On February 11, crude oil prices dipped as two leading industry bodies issued cautiously optimistic forecasts for 2021 global demand. The U.S. West Texas Intermediate crude futures were down 0.6% at $58.33 a barrel, while Brent crude futures were down 0.4% at $61.23 a barrel at 11:50 AM ET (16:50 GMT).

The U.S. Energy Information Administration’s weekly report for February 10, recorded a draw of 6.644 million barrels for the week ending February 5, against analysts’ forecast of a much larger than expected 985,000-barrel build and the 994,000-barrel build reported the week before.

The International Energy Agency (IEA) and the Organization of Petroleum Exporting Countries (OPEC) have predicted a solid rebound in demand in the latter part of 2021. They trimmed their forecasts of the year overall due to the impact of longer-than-expected lockdowns at the start of 2021 in much of the Northern Hemisphere, notably in Europe.

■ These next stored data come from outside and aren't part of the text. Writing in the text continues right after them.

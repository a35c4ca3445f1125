//! CLI subcommands and their handlers.

use clap::Subcommand;
use color_eyre::{eyre::eyre, Result};
use std::sync::Arc;

use crate::api::{ApiClient, Paginated};
use crate::config::Config;
use crate::model::{Article, ArticleDraft, Category, CategoryDraft};
use crate::session::Session;
use crate::store::{SqliteStore, Store};
use crate::sync::articles::{ArticleQuery, ArticleService};
use crate::sync::categories::CategoryService;

#[derive(Debug, Subcommand)]
pub enum Command {
  /// Browse and manage articles
  Articles {
    #[command(subcommand)]
    command: ArticleCommand,
  },
  /// Browse and manage categories
  Categories {
    #[command(subcommand)]
    command: CategoryCommand,
  },
  /// Sign in and store the session token
  Login {
    email: String,
    #[arg(long)]
    password: String,
  },
  /// Create an account and sign in
  Register {
    name: String,
    email: String,
    #[arg(long)]
    password: String,
    #[arg(long)]
    password_confirmation: String,
  },
  /// Clear the stored session
  Logout,
  /// Show the signed-in user
  Whoami,
}

#[derive(Debug, Subcommand)]
pub enum ArticleCommand {
  /// List articles, filtered and paginated
  List {
    #[arg(short, long, default_value_t = 1)]
    page: u32,
    /// Case-insensitive substring match over title and content
    #[arg(short, long)]
    search: Option<String>,
    /// Restrict to one category id
    #[arg(short, long)]
    category: Option<String>,
    /// Serve the cached snapshot without hitting the API
    #[arg(long)]
    cached: bool,
  },
  /// Show a single article
  Show { id: String },
  /// Articles related to one category
  Related {
    category: String,
    /// Article id to leave out of the results
    #[arg(long)]
    exclude: String,
  },
  /// Create an article (admin)
  Create {
    #[arg(long)]
    title: String,
    #[arg(long)]
    content: String,
    #[arg(long, default_value = "")]
    image: String,
    #[arg(long)]
    category: String,
  },
  /// Update an article (admin)
  Update {
    id: String,
    #[arg(long)]
    title: String,
    #[arg(long)]
    content: String,
    #[arg(long, default_value = "")]
    image: String,
    #[arg(long)]
    category: String,
  },
  /// Delete an article (admin)
  Delete { id: String },
}

#[derive(Debug, Subcommand)]
pub enum CategoryCommand {
  /// List categories, paginated
  List {
    #[arg(short, long, default_value_t = 1)]
    page: u32,
    /// Case-insensitive substring match over the name
    #[arg(short, long)]
    search: Option<String>,
  },
  /// Print the full collection
  All {
    /// Serve the cached snapshot without hitting the API
    #[arg(long)]
    cached: bool,
  },
  /// Show a single category
  Show { id: String },
  /// Create a category (admin)
  Create { name: String },
  /// Rename a category (admin)
  Update {
    id: String,
    #[arg(long)]
    name: String,
  },
  /// Delete a category (admin)
  Delete { id: String },
}

pub async fn run(config: &Config, command: Command) -> Result<()> {
  let store = Arc::new(SqliteStore::open()?);
  let api = ApiClient::new(&config.api.url, Arc::clone(&store))?;
  let session = Session::new(api.clone(), Arc::clone(&store));
  let articles = ArticleService::new(api.clone(), Arc::clone(&store));
  let categories = CategoryService::new(api, store);

  match command {
    Command::Articles { command } => run_articles(command, &articles, &session).await,
    Command::Categories { command } => run_categories(command, &categories, &session).await,
    Command::Login { email, password } => {
      let auth = session.login(&email, &password).await?;
      println!("signed in as {} <{}>", auth.user.name, auth.user.email);
      Ok(())
    }
    Command::Register {
      name,
      email,
      password,
      password_confirmation,
    } => {
      let auth = session
        .register(&name, &email, &password, &password_confirmation)
        .await?;
      println!("registered {} <{}>", auth.user.name, auth.user.email);
      Ok(())
    }
    Command::Logout => {
      session.logout();
      println!("signed out");
      Ok(())
    }
    Command::Whoami => {
      match session.current_user() {
        Some(user) => println!("{} <{}> ({:?})", user.name, user.email, user.role),
        None if session.is_authenticated() => println!("signed in, user record unreadable"),
        None => println!("not signed in"),
      }
      Ok(())
    }
  }
}

async fn run_articles<S: Store>(
  command: ArticleCommand,
  articles: &ArticleService<ApiClient<S>, S>,
  session: &Session<S>,
) -> Result<()> {
  match command {
    ArticleCommand::List {
      page,
      search,
      category,
      cached,
    } => {
      let result = articles
        .list(&ArticleQuery {
          page,
          search,
          category_id: category,
          force_refresh: !cached,
        })
        .await?;
      print_article_page(&result);
      Ok(())
    }
    ArticleCommand::Show { id } => {
      let article = articles.get_by_id(&id).await?;
      print_article(&article);
      Ok(())
    }
    ArticleCommand::Related { category, exclude } => {
      let related = articles.get_related(&category, &exclude).await?;
      for article in &related {
        println!("{:<16} {}", article.id, article.title);
      }
      Ok(())
    }
    ArticleCommand::Create {
      title,
      content,
      image,
      category,
    } => {
      ensure_admin(session)?;
      let article = articles
        .create(&ArticleDraft {
          title,
          content,
          image,
          category_id: category,
        })
        .await?;
      println!("created article {}", article.id);
      Ok(())
    }
    ArticleCommand::Update {
      id,
      title,
      content,
      image,
      category,
    } => {
      ensure_admin(session)?;
      let article = articles
        .update(
          &id,
          &ArticleDraft {
            title,
            content,
            image,
            category_id: category,
          },
        )
        .await?;
      println!("updated article {}", article.id);
      Ok(())
    }
    ArticleCommand::Delete { id } => {
      ensure_admin(session)?;
      articles.delete(&id).await?;
      println!("deleted article {id}");
      Ok(())
    }
  }
}

async fn run_categories<S: Store>(
  command: CategoryCommand,
  categories: &CategoryService<ApiClient<S>, S>,
  session: &Session<S>,
) -> Result<()> {
  match command {
    CategoryCommand::List { page, search } => {
      let result = categories.list(page, search.as_deref()).await?;
      print_category_list(&result.data);
      print_page_footer(&result);
      Ok(())
    }
    CategoryCommand::All { cached } => {
      let all = categories.get_all(!cached).await?;
      print_category_list(&all);
      Ok(())
    }
    CategoryCommand::Show { id } => {
      let category = categories.get_by_id(&id).await?;
      println!("{:<16} {:<24} updated {}", category.id, category.name, category.updated_at);
      Ok(())
    }
    CategoryCommand::Create { name } => {
      ensure_admin(session)?;
      let category = categories.create(&CategoryDraft { name }).await?;
      println!("created category {}", category.id);
      Ok(())
    }
    CategoryCommand::Update { id, name } => {
      ensure_admin(session)?;
      let category = categories.update(&id, &CategoryDraft { name }).await?;
      println!("renamed category {} to {}", category.id, category.name);
      Ok(())
    }
    CategoryCommand::Delete { id } => {
      ensure_admin(session)?;
      categories.delete(&id).await?;
      println!("deleted category {id}");
      Ok(())
    }
  }
}

fn ensure_admin<S: Store>(session: &Session<S>) -> Result<()> {
  if session.is_admin() {
    Ok(())
  } else {
    Err(eyre!("admin privileges required, sign in with an admin account"))
  }
}

fn print_article(article: &Article) {
  println!("{}  [{}]", article.title, article.display_category());
  println!("id: {}  image: {}", article.id, article.image);
  println!("created: {}  updated: {}", article.created_at, article.updated_at);
  println!();
  println!("{}", article.content);
}

fn print_article_page(page: &Paginated<Article>) {
  for article in &page.data {
    println!(
      "{:<16} {:<48} {:<16} {}",
      article.id,
      article.title,
      article.display_category(),
      article.updated_at
    );
  }
  print_page_footer(page);
}

fn print_category_list(categories: &[Category]) {
  for category in categories {
    println!("{:<16} {}", category.id, category.name);
  }
}

fn print_page_footer<T>(page: &Paginated<T>) {
  println!(
    "page {}/{} ({} total)",
    page.pagination.current_page,
    page.pagination.total_pages.max(1),
    page.pagination.total
  );
}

The IEA shaved 200,000 bpd from its January estimate to an average of 96.4 million bpd and said that “the forecasts for economic and oil demand growth are highly dependent on progress in distributing and administering vaccines, and the easing of travel restrictions in the world’s major economies.” It noted that it expects U.S. supply to remain mostly steady at 11.4 million bpd, noting that most U.S. companies have given few signs of increasing output to their shareholders.

Meanwhile, oil prices have been given a boost due to the global COVID-19 vaccine rollouts that began at the end of 2020, large stimulus packages and cuts in supply by producers. Saudi Arabia unilaterally reduced supply for February and March earlier in the year. The supply cuts were in addition to cuts made by other members of OPEC+.